WORK TO BE COMPLETED: The expected response is a copy of every line in the entries below that includes the word "already".
────────
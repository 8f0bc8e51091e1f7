//! Tracing subscriber initialization with structured logging and optional
//! OpenTelemetry trace export.
//!
//! # Usage
//!
//! ```no_run
//! // Structured logging, `info` unless RUST_LOG says otherwise
//! aituber_observe::tracing_setup::init_tracing(false, "info").unwrap();
//! ```
//!
//! Pass `true` to also export spans to stdout through OpenTelemetry.

use opentelemetry::trace::TracerProvider as _;
use opentelemetry_sdk::trace::SdkTracerProvider;
use tracing_subscriber::EnvFilter;
use tracing_subscriber::fmt::format::FmtSpan;
use tracing_subscriber::layer::SubscriberExt;
use tracing_subscriber::util::SubscriberInitExt;

use std::sync::OnceLock;

/// Stores the OTel tracer provider so it can be shut down cleanly on exit.
static TRACER_PROVIDER: OnceLock<SdkTracerProvider> = OnceLock::new();

/// Build the filter: `RUST_LOG` when set and valid, otherwise `default_filter`,
/// otherwise `info`.
pub fn build_env_filter(default_filter: &str) -> EnvFilter {
    EnvFilter::try_from_default_env()
        .or_else(|_| EnvFilter::try_new(default_filter))
        .unwrap_or_else(|_| EnvFilter::new("info"))
}

/// Initialize the global tracing subscriber.
///
/// - Always installs a `fmt` layer on stderr with target visibility and span
///   close timing, so streamed replies on stdout stay clean.
/// - When `enable_otel` is true, additionally bridges tracing spans to
///   OpenTelemetry using a stdout exporter.
///
/// # Errors
///
/// Returns an error if the global subscriber has already been set.
pub fn init_tracing(
    enable_otel: bool,
    default_filter: &str,
) -> Result<(), Box<dyn std::error::Error + Send + Sync>> {
    let fmt_layer = tracing_subscriber::fmt::layer()
        .with_writer(std::io::stderr)
        .with_target(true)
        .with_span_events(FmtSpan::CLOSE);

    let env_filter = build_env_filter(default_filter);

    if enable_otel {
        let provider = SdkTracerProvider::builder()
            .with_simple_exporter(opentelemetry_stdout::SpanExporter::default())
            .build();
        let tracer = provider.tracer("aituber");
        let otel_layer = tracing_opentelemetry::layer().with_tracer(tracer);

        let _ = TRACER_PROVIDER.set(provider.clone());
        opentelemetry::global::set_tracer_provider(provider);

        tracing_subscriber::registry()
            .with(env_filter)
            .with(fmt_layer)
            .with(otel_layer)
            .try_init()?;
    } else {
        tracing_subscriber::registry()
            .with(env_filter)
            .with(fmt_layer)
            .try_init()?;
    }

    Ok(())
}

/// Flush pending traces and shut down the OpenTelemetry tracer provider.
///
/// No-op when OTel was not enabled.
pub fn shutdown_tracing() {
    if let Some(provider) = TRACER_PROVIDER.get() {
        if let Err(e) = provider.shutdown() {
            eprintln!("Warning: OTel tracer provider shutdown error: {e}");
        }
    }
}

#[cfg(test)]
mod tests {
    use super::*;

    #[test]
    fn test_build_env_filter_uses_default() {
        // SAFETY: This test is single-threaded and only removes the variable.
        unsafe {
            std::env::remove_var("RUST_LOG");
        }
        let filter = build_env_filter("debug");
        assert_eq!(filter.to_string(), "debug");
    }

    #[test]
    fn test_build_env_filter_falls_back_on_garbage() {
        unsafe {
            std::env::remove_var("RUST_LOG");
        }
        let filter = build_env_filter("aituber=loudest");
        assert_eq!(filter.to_string(), "info");
    }

    #[test]
    fn test_shutdown_without_init_is_noop() {
        shutdown_tracing();
    }
}
//! Shared domain types for AITuber.
//!
//! This crate contains the core domain types used across the workspace:
//! conversation turns and contexts, memory fragments, characters,
//! LLM request/response shapes, configuration, and their error types.
//!
//! Zero infrastructure dependencies -- only serde, uuid, chrono, thiserror.

pub mod character;
pub mod chat;
pub mod config;
pub mod error;
pub mod llm;
pub mod memory;
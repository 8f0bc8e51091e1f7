//! Process-local fragment store backed by a `DashMap`.
//!
//! Used for ephemeral sessions (`memory.database = ":memory:"`) and as the
//! store under test. Search is an exact cosine scan over the owner's rows
//! whose embedding has the query's dimension.
//! Values are cloned out of the map; no guard outlives a method call.

use std::sync::Arc;

use dashmap::DashMap;
use tracing::warn;

use aituber_types::error::RepositoryError;
use aituber_types::memory::{FragmentCandidate, MemoryFragment};

use super::similarity::{compare_candidates, cosine_distance};
use super::store::FragmentStore;

/// In-process [`FragmentStore`]. Cloning shares the same underlying map.
#[derive(Clone, Default)]
pub struct InMemoryFragmentStore {
    fragments: Arc<DashMap<String, MemoryFragment>>,
}

impl InMemoryFragmentStore {
    pub fn new() -> Self {
        Self::default()
    }

    fn in_scope(&self, owner_id: &str, author_id: Option<&str>) -> Vec<MemoryFragment> {
        self.fragments
            .iter()
            .filter(|entry| in_scope(entry.value(), owner_id, author_id))
            .map(|entry| entry.value().clone())
            .collect()
    }
}

fn in_scope(fragment: &MemoryFragment, owner_id: &str, author_id: Option<&str>) -> bool {
    fragment.owner_id == owner_id && author_id.is_none_or(|a| fragment.author_id == a)
}

impl FragmentStore for InMemoryFragmentStore {
    async fn insert(&self, fragment: &MemoryFragment) -> Result<(), RepositoryError> {
        if self.fragments.contains_key(&fragment.id) {
            return Err(RepositoryError::Conflict(format!(
                "fragment '{}' already exists",
                fragment.id
            )));
        }
        self.fragments.insert(fragment.id.clone(), fragment.clone());
        Ok(())
    }

    async fn get(&self, id: &str) -> Result<Option<MemoryFragment>, RepositoryError> {
        Ok(self.fragments.get(id).map(|entry| entry.value().clone()))
    }

    async fn list(
        &self,
        owner_id: &str,
        author_id: Option<&str>,
        limit: usize,
        offset: usize,
    ) -> Result<Vec<MemoryFragment>, RepositoryError> {
        let mut rows = self.in_scope(owner_id, author_id);
        rows.sort_by(|a, b| a.created_at.cmp(&b.created_at).then_with(|| a.id.cmp(&b.id)));
        Ok(rows.into_iter().skip(offset).take(limit).collect())
    }

    async fn update(&self, fragment: &MemoryFragment) -> Result<bool, RepositoryError> {
        match self.fragments.get_mut(&fragment.id) {
            Some(mut existing) => {
                let existing = existing.value_mut();
                existing.text = fragment.text.clone();
                existing.embedding = fragment.embedding.clone();
                existing.metadata = fragment.metadata.clone();
                existing.updated_at = fragment.updated_at;
                Ok(true)
            }
            None => Ok(false),
        }
    }

    async fn delete(&self, id: &str) -> Result<bool, RepositoryError> {
        Ok(self.fragments.remove(id).is_some())
    }

    async fn delete_all(
        &self,
        owner_id: &str,
        author_id: Option<&str>,
    ) -> Result<u64, RepositoryError> {
        let before = self.fragments.len();
        self.fragments.retain(|_, f| !in_scope(f, owner_id, author_id));
        Ok((before - self.fragments.len()) as u64)
    }

    async fn count(&self, owner_id: &str, author_id: Option<&str>) -> Result<u64, RepositoryError> {
        Ok(self
            .fragments
            .iter()
            .filter(|entry| in_scope(entry.value(), owner_id, author_id))
            .count() as u64)
    }

    async fn search(
        &self,
        owner_id: &str,
        query_embedding: &[f32],
        limit: usize,
    ) -> Result<Vec<FragmentCandidate>, RepositoryError> {
        let mut candidates: Vec<FragmentCandidate> = self
            .in_scope(owner_id, None)
            .into_iter()
            .filter(|fragment| {
                let matches = fragment.embedding.len() == query_embedding.len();
                if !matches {
                    warn!(
                        memory_id = %fragment.id,
                        stored = fragment.embedding.len(),
                        query = query_embedding.len(),
                        "Skipping memory fragment with mismatched embedding dimension"
                    );
                }
                matches
            })
            .map(|fragment| {
                let distance = cosine_distance(&fragment.embedding, query_embedding);
                FragmentCandidate { fragment, distance }
            })
            .collect();
        candidates.sort_by(compare_candidates);
        candidates.truncate(limit);
        Ok(candidates)
    }
}
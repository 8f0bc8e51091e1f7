//! Main chat loop.
//!
//! Resolves the character, starts a conversation, then reads lines until
//! EOF or `/exit`. Each message goes through the orchestrator's streaming
//! path; memory recall and write-back happen there.

use std::time::Instant;

use console::style;
use futures_util::StreamExt;
use tracing::warn;

use aituber_types::llm::MessageRole;

use crate::state::AppState;

use super::banner::print_welcome_banner;
use super::commands::{self, ChatCommand};
use super::input::{ChatInput, InputEvent};
use super::renderer::{print_stats_footer, print_streaming_token, thinking_spinner};

/// Run the interactive chat loop with a character.
pub async fn run_chat_loop(
    state: &AppState,
    character_id: &str,
    user_id: &str,
) -> anyhow::Result<()> {
    let orchestrator = &state.orchestrator;
    let character = orchestrator.characters().load_character(character_id).await?;
    let model = orchestrator.engine().settings().model.clone();

    let conversation = orchestrator
        .get_or_create_conversation(character_id, user_id, None)
        .await;
    let conversation_id = conversation.conversation_id().to_string();

    print_welcome_banner(
        &character.name,
        &character.description,
        &model,
        &conversation_id,
        state.memory.count(character_id).await,
    );

    let prompt = format!("  {} ", style("You >").green().bold());
    let (mut chat_input, _writer) =
        ChatInput::new(prompt).map_err(|e| anyhow::anyhow!("Failed to initialize input: {e}"))?;

    loop {
        let text = match chat_input.read_line().await {
            InputEvent::Eof => {
                println!("\n  {}", style("Chat ended.").dim());
                break;
            }
            InputEvent::Interrupted => {
                println!("\n  {}", style("Press Ctrl+D to exit, or keep chatting.").dim());
                continue;
            }
            InputEvent::Message(text) if text.is_empty() => continue,
            InputEvent::Message(text) => text,
        };

        if let Some(cmd) = commands::parse(&text) {
            match cmd {
                ChatCommand::Help => commands::print_help(),
                ChatCommand::Clear => chat_input.clear(),
                ChatCommand::Exit => {
                    println!("\n  {}", style("Chat ended.").dim());
                    break;
                }
                ChatCommand::Summary => {
                    let spinner = thinking_spinner();
                    let summary = orchestrator.summarize_conversation(&conversation_id).await;
                    spinner.finish_and_clear();
                    match summary {
                        Ok(summary) => println!("\n  {} {}\n", style("Summary:").bold(), summary),
                        Err(e) => {
                            println!("\n  {} Could not summarize: {e}\n", style("!").red().bold())
                        }
                    }
                }
                ChatCommand::History => {
                    print_history(state, &conversation_id, &character.name).await
                }
                ChatCommand::Remember(fact) => {
                    let mut metadata = aituber_types::memory::MemoryMetadata::new();
                    metadata.insert("source".to_string(), "manual".to_string());
                    metadata.insert("conversation_id".to_string(), conversation_id.clone());
                    match state.memory.add(character_id, user_id, &fact, Some(metadata)).await {
                        Ok(_) => println!(
                            "\n  {} Remembered: {}\n",
                            style("*").cyan().bold(),
                            style(&fact).dim()
                        ),
                        Err(e) => println!(
                            "\n  {} Failed to save memory: {e}\n",
                            style("!").red().bold()
                        ),
                    }
                }
                ChatCommand::Recall(query) => {
                    let settings = orchestrator.settings();
                    let hits = state
                        .memory
                        .retrieve_relevant(
                            character_id,
                            &query,
                            settings.retrieval_limit,
                            settings.similarity_threshold,
                        )
                        .await;
                    println!();
                    if hits.is_empty() {
                        println!("  {}", style("Nothing relevant remembered.").dim());
                    }
                    for hit in &hits {
                        println!(
                            "  {} {}",
                            style(format!("{:.2}", hit.similarity)).yellow(),
                            hit.fragment.text
                        );
                    }
                    println!();
                }
                ChatCommand::Unknown(cmd_name) => {
                    println!(
                        "\n  {} Unknown command: {}. Type /help for available commands.\n",
                        style("?").yellow().bold(),
                        style(cmd_name).dim()
                    );
                }
            }
            continue;
        }

        let spinner = thinking_spinner();
        let start_time = Instant::now();

        let mut stream = match orchestrator.process_message_stream(&conversation_id, &text).await {
            Ok(stream) => stream,
            Err(e) => {
                spinner.finish_and_clear();
                eprintln!("\n  {} {e}\n", style("!").red().bold());
                continue;
            }
        };

        let mut reply_chars = 0usize;
        let mut first_token_received = false;
        let mut had_error = false;

        while let Some(token) = stream.next().await {
            match token {
                Ok(token) => {
                    if !first_token_received {
                        spinner.finish_and_clear();
                        first_token_received = true;
                        print!("\n  {} ", style(&character.name).cyan().bold());
                    }
                    reply_chars += token.chars().count();
                    print_streaming_token(&token);
                }
                Err(e) => {
                    spinner.finish_and_clear();
                    warn!(error = %e, "Reply stream failed");
                    eprintln!("\n  {} Generation error: {e}", style("!").red().bold());
                    eprintln!("  {}", style("Type a message to retry, /exit to quit.").dim());
                    had_error = true;
                    break;
                }
            }
        }

        if !first_token_received {
            spinner.finish_and_clear();
        }
        if had_error {
            continue;
        }

        println!();
        print_stats_footer(reply_chars, start_time.elapsed().as_millis() as u64, &model);
        println!();
    }

    chat_input.flush();
    orchestrator.delete_conversation(&conversation_id);
    Ok(())
}

async fn print_history(state: &AppState, conversation_id: &str, character_name: &str) {
    let Some(conversation) = state.orchestrator.get_conversation(conversation_id).await else {
        return;
    };

    println!();
    for turn in conversation.turns() {
        let label = match turn.role {
            MessageRole::User => format!("{}", style("You").green()),
            MessageRole::Assistant => format!("{}", style(character_name).cyan()),
            MessageRole::System => "System".to_string(),
        };
        let preview = if turn.content.chars().count() > 100 {
            format!("{}...", turn.content.chars().take(97).collect::<String>())
        } else {
            turn.content.clone()
        };
        println!("  {} {}", style(label).bold(), preview);
    }
    println!();
}
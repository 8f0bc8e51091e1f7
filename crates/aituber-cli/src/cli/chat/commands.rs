//! Slash command parsing for the chat loop.

use console::style;

/// Available slash commands in the chat loop.
#[derive(Debug, PartialEq)]
pub enum ChatCommand {
    /// Show available commands.
    Help,
    /// Clear the terminal screen.
    Clear,
    /// Exit the chat.
    Exit,
    /// Summarize the conversation so far.
    Summary,
    /// Show the turns of this conversation.
    History,
    /// Store a fact in the character's memory.
    Remember(String),
    /// Recall memories relevant to a query.
    Recall(String),
    /// Unknown command (or a known one missing its argument).
    Unknown(String),
}

/// Parse user input as a slash command.
///
/// Returns `None` if the input doesn't start with `/`.
pub fn parse(input: &str) -> Option<ChatCommand> {
    let trimmed = input.trim();
    if !trimmed.starts_with('/') {
        return None;
    }

    let (cmd, arg) = match trimmed.split_once(' ') {
        Some((cmd, arg)) => (cmd.to_lowercase(), arg.trim().to_string()),
        None => (trimmed.to_lowercase(), String::new()),
    };

    let command = match cmd.as_str() {
        "/help" | "/h" | "/?" => ChatCommand::Help,
        "/clear" | "/cls" => ChatCommand::Clear,
        "/exit" | "/quit" | "/q" => ChatCommand::Exit,
        "/summary" | "/sum" => ChatCommand::Summary,
        "/history" => ChatCommand::History,
        "/remember" | "/rem" if arg.is_empty() => {
            ChatCommand::Unknown("/remember requires a fact".to_string())
        }
        "/remember" | "/rem" => ChatCommand::Remember(arg),
        "/recall" if arg.is_empty() => ChatCommand::Unknown("/recall requires a query".to_string()),
        "/recall" => ChatCommand::Recall(arg),
        other => ChatCommand::Unknown(other.to_string()),
    };
    Some(command)
}

/// Print the help text listing all available commands.
pub fn print_help() {
    let rows = [
        ("/help", "Show this help message"),
        ("/clear", "Clear the screen"),
        ("/summary", "Summarize the conversation so far"),
        ("/history", "Show this conversation's turns"),
        ("/remember", "Save a fact to the character's memory"),
        ("/recall", "Search the character's memory"),
        ("/exit", "End the chat"),
    ];

    println!();
    println!("  {}", style("Available commands:").bold());
    println!();
    for (name, help) in rows {
        println!("  {:<12}{}", style(name).cyan(), help);
    }
    println!();
    println!(
        "  {}",
        style("Ctrl+D to exit, Ctrl+C safe (no message loss)").dim()
    );
    println!();
}
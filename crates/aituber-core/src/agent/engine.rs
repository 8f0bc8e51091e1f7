//! Generation engine for AITuber.
//!
//! `GenerationEngine` is the single facade over the chat-completion provider
//! and the embedder. It builds `CompletionRequest`s from prepared message
//! lists and wraps every call in an OTel GenAI span.

use std::pin::Pin;
use std::task::{Context, Poll};

use futures_util::Stream;
use pin_project_lite::pin_project;
use tracing::{Instrument, debug, info_span, warn};

use aituber_types::config::LlmConfig;
use aituber_types::llm::{CompletionRequest, LlmError, Message, StopReason, StreamEvent};

use crate::llm::box_provider::BoxLlmProvider;
use crate::llm::provider::LlmProvider;
use crate::memory::box_embedder::BoxEmbedder;

/// Stream of text tokens from a generation call.
pub type TextStream = Pin<Box<dyn Stream<Item = Result<String, LlmError>> + Send + 'static>>;

/// Per-request generation parameters.
#[derive(Debug, Clone)]
pub struct GenerationSettings {
    pub model: String,
    pub max_tokens: u32,
    pub temperature: Option<f64>,
}

impl From<&LlmConfig> for GenerationSettings {
    fn from(config: &LlmConfig) -> Self {
        Self {
            model: config.model.clone(),
            max_tokens: config.max_tokens,
            temperature: Some(config.temperature),
        }
    }
}

impl Default for GenerationSettings {
    fn default() -> Self {
        Self::from(&LlmConfig::default())
    }
}

/// Chat generation and embedding on behalf of the orchestrator.
pub struct GenerationEngine {
    provider: BoxLlmProvider,
    embedder: BoxEmbedder,
    settings: GenerationSettings,
}

impl GenerationEngine {
    pub fn new(
        provider: BoxLlmProvider,
        embedder: BoxEmbedder,
        settings: GenerationSettings,
    ) -> Self {
        Self {
            provider,
            embedder,
            settings,
        }
    }

    pub fn settings(&self) -> &GenerationSettings {
        &self.settings
    }

    pub fn provider_name(&self) -> &str {
        self.provider.name()
    }

    /// Batch completion. An empty reply counts as a failure.
    pub async fn generate(&self, messages: Vec<Message>) -> Result<String, LlmError> {
        let request = self.build_request(messages, false);

        let span = info_span!(
            "gen_ai.complete",
            gen_ai.system = self.provider.name(),
            gen_ai.request.model = %request.model,
            gen_ai.request.max_tokens = request.max_tokens,
            gen_ai.request.temperature = ?request.temperature,
            gen_ai.request.stream = false,
            gen_ai.response.finish_reason = tracing::field::Empty,
            gen_ai.usage.input_tokens = tracing::field::Empty,
            gen_ai.usage.output_tokens = tracing::field::Empty,
        );

        let response = self
            .provider
            .complete(&request)
            .instrument(span.clone())
            .await?;
        span.record("gen_ai.usage.input_tokens", response.usage.input_tokens);
        span.record("gen_ai.usage.output_tokens", response.usage.output_tokens);
        record_finish(&span, &response.stop_reason);

        if response.content.trim().is_empty() {
            return Err(LlmError::Provider {
                message: "model returned an empty response".to_string(),
            });
        }
        Ok(response.content)
    }

    /// Streaming completion yielding only text deltas.
    ///
    /// Nothing is sent to the provider until the stream is first polled.
    /// Finish reason and token usage are recorded on the `gen_ai.stream` span.
    pub fn generate_stream(&self, messages: Vec<Message>) -> TextStream {
        let request = self.build_request(messages, true);

        let span = info_span!(
            "gen_ai.stream",
            gen_ai.system = self.provider.name(),
            gen_ai.request.model = %request.model,
            gen_ai.request.max_tokens = request.max_tokens,
            gen_ai.request.temperature = ?request.temperature,
            gen_ai.request.stream = true,
            gen_ai.response.finish_reason = tracing::field::Empty,
            gen_ai.usage.input_tokens = tracing::field::Empty,
            gen_ai.usage.output_tokens = tracing::field::Empty,
        );

        let events = StreamInSpan {
            inner: self.provider.stream(request),
            span: span.clone(),
        };

        Box::pin(async_stream::try_stream! {
            for await event in events {
                match event? {
                    StreamEvent::TextDelta { text } => {
                        yield text;
                    }
                    StreamEvent::MessageDelta { stop_reason } => {
                        record_finish(&span, &stop_reason);
                    }
                    StreamEvent::Usage(usage) => {
                        span.record("gen_ai.usage.input_tokens", usage.input_tokens);
                        span.record("gen_ai.usage.output_tokens", usage.output_tokens);
                    }
                }
            }
        })
    }

    /// Render both templates, then run a batch completion with the results
    /// as the system and user messages.
    pub async fn generate_with_template(
        &self,
        system_template: &str,
        human_template: &str,
        variables: &[(&str, &str)],
    ) -> Result<String, LlmError> {
        let messages = vec![
            Message::system(render_template(system_template, variables)),
            Message::user(render_template(human_template, variables)),
        ];
        self.generate(messages).await
    }

    /// Embed a batch of texts with the configured embedding model.
    pub async fn get_embeddings(&self, texts: &[String]) -> Result<Vec<Vec<f32>>, LlmError> {
        let span = info_span!(
            "gen_ai.embeddings",
            gen_ai.request.model = %self.embedder.model_name(),
            input_count = texts.len(),
        );
        self.embedder.embed(texts).instrument(span).await
    }

    fn build_request(&self, messages: Vec<Message>, stream: bool) -> CompletionRequest {
        debug!(message_count = messages.len(), stream, "Building completion request");
        CompletionRequest {
            model: self.settings.model.clone(),
            messages,
            max_tokens: self.settings.max_tokens,
            temperature: self.settings.temperature,
            stream,
        }
    }
}

fn record_finish(span: &tracing::Span, stop_reason: &StopReason) {
    span.record("gen_ai.response.finish_reason", tracing::field::display(stop_reason));
    if *stop_reason == StopReason::MaxTokens {
        warn!(parent: span, "Reply truncated by the max_tokens limit");
    }
}

/// Substitute `{name}` placeholders from `variables`.
///
/// Placeholders without a matching variable are left as written, and
/// substituted values are never re-scanned.
pub fn render_template(template: &str, variables: &[(&str, &str)]) -> String {
    let mut out = String::with_capacity(template.len());
    let mut rest = template;

    while let Some(start) = rest.find('{') {
        out.push_str(&rest[..start]);
        let after = &rest[start + 1..];
        let Some(end) = after.find('}') else {
            out.push_str(&rest[start..]);
            return out;
        };

        let key = &after[..end];
        match variables.iter().find(|(name, _)| *name == key) {
            Some((_, value)) => {
                out.push_str(value);
                rest = &after[end + 1..];
            }
            None => {
                out.push('{');
                rest = after;
            }
        }
    }

    out.push_str(rest);
    out
}

pin_project! {
    /// Keeps a span entered around every poll of the inner stream, so the
    /// span covers the whole streaming duration rather than just its creation.
    struct StreamInSpan<S> {
        #[pin]
        inner: S,
        span: tracing::Span,
    }
}

impl<S: Stream> Stream for StreamInSpan<S> {
    type Item = S::Item;

    fn poll_next(self: Pin<&mut Self>, cx: &mut Context<'_>) -> Poll<Option<Self::Item>> {
        let this = self.project();
        let _enter = this.span.enter();
        this.inner.poll_next(cx)
    }
}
────────
WRITTEN REPLY:
/// Returns an error if the global subscriber has already been set.
                "fragment '{}' already exists",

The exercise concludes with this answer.